[eluser]Clooner[/eluser]
My site is deployed over multiple domains and the form_open function in the form_helper only forces csrf protection when you are posting to the same site_url. Although this might be wanted behavior in some situations it might be useful to generate the csrf token. The form_open function should have a way to force the csrf token . I know we can easily do this by using an hidden array ourselves but the code for the csrf generation is already in the form helper.

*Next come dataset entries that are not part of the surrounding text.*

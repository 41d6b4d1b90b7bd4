//! Embedding configuration.

use serde::{Deserialize, Serialize};
use storyloom_core::{AppError, AppResult};

/// Embedding provider settings, stored under `embedding:` in retrieval.yaml.
#[derive(Debug, Clone, Serialize, Deserialize, PartialEq)]
pub struct EmbeddingConfig {
    /// Provider name: "trigram" or "ollama"
    #[serde(default = "default_provider")]
    pub provider: String,

    /// Model identifier (provider-specific)
    #[serde(default = "default_model")]
    pub model: String,

    /// Vector dimensions for providers that generate them locally
    #[serde(default = "default_dimensions")]
    pub dimensions: usize,

    /// Maximum number of texts handed to the provider at once
    #[serde(default = "default_batch_size")]
    pub batch_size: usize,

    /// Maximum in-flight requests for network providers
    #[serde(default = "default_concurrency")]
    pub concurrency: usize,

    /// Provider base URL override
    #[serde(default, skip_serializing_if = "Option::is_none")]
    pub endpoint: Option<String>,
}

fn default_provider() -> String {
    "trigram".to_string()
}

fn default_model() -> String {
    "trigram-v1".to_string()
}

fn default_dimensions() -> usize {
    384
}

fn default_batch_size() -> usize {
    64
}

fn default_concurrency() -> usize {
    4
}

impl Default for EmbeddingConfig {
    fn default() -> Self {
        Self {
            provider: default_provider(),
            model: default_model(),
            dimensions: default_dimensions(),
            batch_size: default_batch_size(),
            concurrency: default_concurrency(),
            endpoint: None,
        }
    }
}

impl EmbeddingConfig {
    /// Check that numeric settings are usable.
    pub fn validate(&self) -> AppResult<()> {
        if self.dimensions == 0 {
            return Err(AppError::Config(
                "embedding.dimensions must be greater than 0".to_string(),
            ));
        }
        if self.batch_size == 0 {
            return Err(AppError::Config(
                "embedding.batch_size must be greater than 0".to_string(),
            ));
        }
        if self.concurrency == 0 {
            return Err(AppError::Config(
                "embedding.concurrency must be greater than 0".to_string(),
            ));
        }
        Ok(())
    }
}

#[cfg(test)]
mod tests {
    use super::*;

    #[test]
    fn test_default_config() {
        let config = EmbeddingConfig::default();
        assert_eq!(config.provider, "trigram");
        assert_eq!(config.model, "trigram-v1");
        assert_eq!(config.dimensions, 384);
        assert_eq!(config.batch_size, 64);
        assert_eq!(config.concurrency, 4);
        assert!(config.endpoint.is_none());
    }

    #[test]
    fn test_partial_yaml_uses_defaults() {
        let config: EmbeddingConfig =
            serde_yaml::from_str("provider: ollama\nmodel: nomic-embed-text\n").unwrap();
        assert_eq!(config.provider, "ollama");
        assert_eq!(config.model, "nomic-embed-text");
        assert_eq!(config.batch_size, 64);
    }

    #[test]
    fn test_validate_rejects_zero_batch() {
        let config = EmbeddingConfig {
            batch_size: 0,
            ..Default::default()
        };
        let result = config.validate();
        assert!(matches!(result, Err(AppError::Config(_))));
    }
}
//! Retrieval-augmented story generation.

use crate::template::StoryTemplate;
use serde::{Deserialize, Serialize};
use std::sync::Arc;
use storyloom_core::{AppError, AppResult};
use storyloom_llm::{LlmClient, LlmRequest, LlmUsage};
use storyloom_retrieval::RetrievalContext;

/// Sampling and context settings for one generation call.
#[derive(Debug, Clone, PartialEq, Serialize, Deserialize)]
pub struct GenerationSettings {
    pub model: String,

    #[serde(default = "default_temperature")]
    pub temperature: f32,

    #[serde(default = "default_max_tokens")]
    pub max_tokens: u32,

    /// Chunks retrieved as context when a category is given
    #[serde(default = "default_context_k")]
    pub context_k: usize,

    /// Optional system prompt sent ahead of the story prompt
    #[serde(default, skip_serializing_if = "Option::is_none")]
    pub system: Option<String>,
}

fn default_temperature() -> f32 {
    0.5
}

fn default_max_tokens() -> u32 {
    500
}

fn default_context_k() -> usize {
    2
}

impl GenerationSettings {
    pub fn for_model(model: impl Into<String>) -> Self {
        Self {
            model: model.into(),
            temperature: default_temperature(),
            max_tokens: default_max_tokens(),
            context_k: default_context_k(),
            system: None,
        }
    }
}

/// A generated story plus what went into it.
#[derive(Debug, Clone, Serialize)]
pub struct StoryOutcome {
    pub story: String,
    pub model: String,

    /// Chunks placed in the prompt, nearest first
    pub context: Vec<String>,

    pub usage: LlmUsage,
}

/// Builds the story prompt, optionally grounded in retrieved chunks, and
/// sends it to the generation client.
pub struct StoryGenerator {
    client: Arc<dyn LlmClient>,
    retrieval: Option<Arc<RetrievalContext>>,
    template: StoryTemplate,
    settings: GenerationSettings,
}

impl StoryGenerator {
    pub fn new(
        client: Arc<dyn LlmClient>,
        retrieval: Option<Arc<RetrievalContext>>,
        template: StoryTemplate,
        settings: GenerationSettings,
    ) -> Self {
        Self {
            client,
            retrieval,
            template,
            settings,
        }
    }

    /// Generate a story for `prompt`.
    ///
    /// Context is retrieved only when `category` is given; retrieval problems
    /// leave the prompt without context. A failed completion is returned as
    /// `AppError::Generation`.
    pub async fn generate(&self, prompt: &str, category: Option<&str>) -> AppResult<StoryOutcome> {
        let preview: String = prompt.chars().take(40).collect();
        tracing::info!("Generating story for: {}...", preview);

        let context = match (category, &self.retrieval) {
            (Some(category), Some(retrieval)) => {
                retrieval
                    .retrieve(prompt, Some(category), self.settings.context_k)
                    .await
            }
            (Some(category), None) => {
                tracing::warn!("No corpus available; category '{}' ignored", category);
                Vec::new()
            }
            (None, _) => Vec::new(),
        };
        tracing::debug!("Using {} context chunks", context.len());

        let rendered = self.template.render(prompt, &context)?;

        let mut request = LlmRequest::new(rendered, &self.settings.model)
            .with_temperature(self.settings.temperature)
            .with_max_tokens(self.settings.max_tokens);
        if let Some(system) = &self.settings.system {
            request = request.with_system(system.as_str());
        }

        let response = self.client.complete(&request).await.map_err(|e| {
            tracing::error!("Story generation failed: {}", e);
            match e {
                AppError::Generation(_) => e,
                other => AppError::Generation(other.to_string()),
            }
        })?;

        tracing::info!(
            model = %response.model,
            completion_tokens = response.usage.completion_tokens,
            "Story generated"
        );

        Ok(StoryOutcome {
            story: response.content,
            model: response.model,
            context,
            usage: response.usage,
        })
    }
}
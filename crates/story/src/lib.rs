//! Story generation on top of corpus retrieval.
//!
//! - Handlebars story template with optional workspace override
//! - `StoryGenerator`: retrieve category context, render, complete
//! - Session history behind a key-value `SessionStore`

pub mod generator;
pub mod history;
pub mod template;

pub use generator::{GenerationSettings, StoryGenerator, StoryOutcome};
pub use history::{JsonFileSessionStore, SessionStore, StorySession};
pub use template::{StoryTemplate, DEFAULT_STORY_TEMPLATE};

I suggest to add an option to this helper function like
Code:
if ( ! function_exists('form_open'))
{
function form_open($action = '', $attributes = '', $hidden = array(), $force_csrf = false)
{
$CI =& get_instance();
if ($attributes == '')
{
$attributes = 'method="post"';
}
// If an action is not a full URL then turn it into one
if ($action && strpos($action, '://') === FALSE)
{
$action = $CI->config->site_url($action);
}
// If no action is provided then set to the current url
$action OR $action = $CI->config->site_url($CI->uri->uri_string());
$form = '<form action="'.$action.'"';
$form .= _attributes_to_string($attributes, TRUE);
$form .= '>';
// Add CSRF field if enabled or when forced, but leave it out for GET requests and requests to external websites
if ($CI->config->item('csrf_protection') === TRUE AND ! (strpos($action, $CI->config->site_url()) === FALSE OR strpos($form, 'method="get"')) OR $force_csrf)
{
$hidden[$CI->security->get_csrf_token_name()] = $CI->security->get_csrf_hash();
}
if (is_array($hidden) AND count($hidden) > 0)
{
$form .= sprintf("<div>%s</div>", form_hidden($hidden));
}
return $form;
}
}